Cela étant dit, l’IA en agriculture n’en est qu’à l’état de recherche si l’on met de côté le machinisme. L’agriculture est en effet à une date charnière car les données sont encore assez rares quoi qu’on en dise mais la multiplication des capteurs dans un futur proche devrait résorber rapidement cette difficulté. Or, les données représentent l’exigence première de l’intelligence artificielle afin de réaliser son apprentissage. Le second point essentiel dans la construction de l’IA, c’est l’expertise : des "data scientists" dont le nombre a été multiplié par deux en huit ans à travers le monde ainsi que des experts métier qui maîtrisent les pratiques dans le domaine ciblé – l’expertise agricole en ce qui nous concerne. L’IA c’est ensuite une débauche de moyens de calcul. "Si le numérique était un pays, à lui seul, en 2013, il aurait été le cinquième plus gros consommateur d’électricité au monde, chiffre Antoine Cornuéjols. Ne serait-ce qu’en France, le numérique représente 15 % de la consommation électrique du pays. Enfin, l’IA ne doit pas être élevée à plus que ce qu’elle est vraiment… C’est-à-dire qu’il ne faut absolument pas lui faire une confiance aveugle. L’IA a besoin d’utilisateurs avertis. Cela s’explique tout simplement par le fait que dans la « construction » de l’IA il existe de nombreux biais et pré-supposés qui orientent nécessairement les réponses du système."

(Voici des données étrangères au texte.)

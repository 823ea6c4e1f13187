use thiserror::Error;

/// Top-level error taxonomy. Each class maps to a distinct process exit
/// status so scripts can tell a bad invocation from a failed run.
#[derive(Debug, Error)]
pub enum IdsError {
    /// Missing files, empty interface names, invalid parameters. Not retried.
    #[error("input error: {0}")]
    Input(String),

    /// The capture device could not be opened or the capture died mid-run.
    #[error("capture failed: {0}")]
    Capture(String),

    /// A capture artifact exists but could not be analyzed.
    #[error("analysis failed: {0}")]
    Analysis(String),
}

impl IdsError {
    pub fn exit_code(&self) -> i32 {
        match self {
            IdsError::Input(_) => 2,
            IdsError::Capture(_) | IdsError::Analysis(_) => 1,
        }
    }
}

pub type Result<T> = std::result::Result<T, IdsError>;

L’inimaginable dans un cadre bien établi

Prenons simplement l’exemple des traducteurs automatiques actuels. Les meilleurs systèmes qui existent sont des systèmes qui ne comprennent pas ce qu’ils traduisent. Si leur traduction est bien souvent très fidèle, il peut parfois se glisser des erreurs grossières. C’est peut-être bien là toute la difficulté avec l’IA. Dans les années 1950 et 1960, au commencement de l’IA, la capacité des systèmes à raisonner seuls était le Graal ! Pour les experts de l’époque, la connaissance signifiait la puissance. Pour eux, un traducteur automatique devait comprendre ce qu’il traduisait pour bien le faire. L’exact opposé de la réalité d’aujourd’hui.

Conclusion ? Les systèmes actuels ne sont que des assistants ! La véritable IA doit avoir la capacité d’apporter une solution totalement nouvelle dans l’histoire face à une situation donnée. La machine doit aller plus loin que ce que l’homme a mis en elle dans le cadre de ce pourquoi elle a été créée. "Par exemple au jeu de go, la machine a innové afin de battre le meilleur joueur du monde", explique le professeur. En revanche, la machine ne se pose jamais la question de ce qu’il arriverait si les règles du jeu changeaient. Les règles du jeu, c’est l’enveloppe du possible dictée par l’homme. Une enveloppe dans laquelle l’IA peut réaliser des choses que l’homme n’imagine même pas.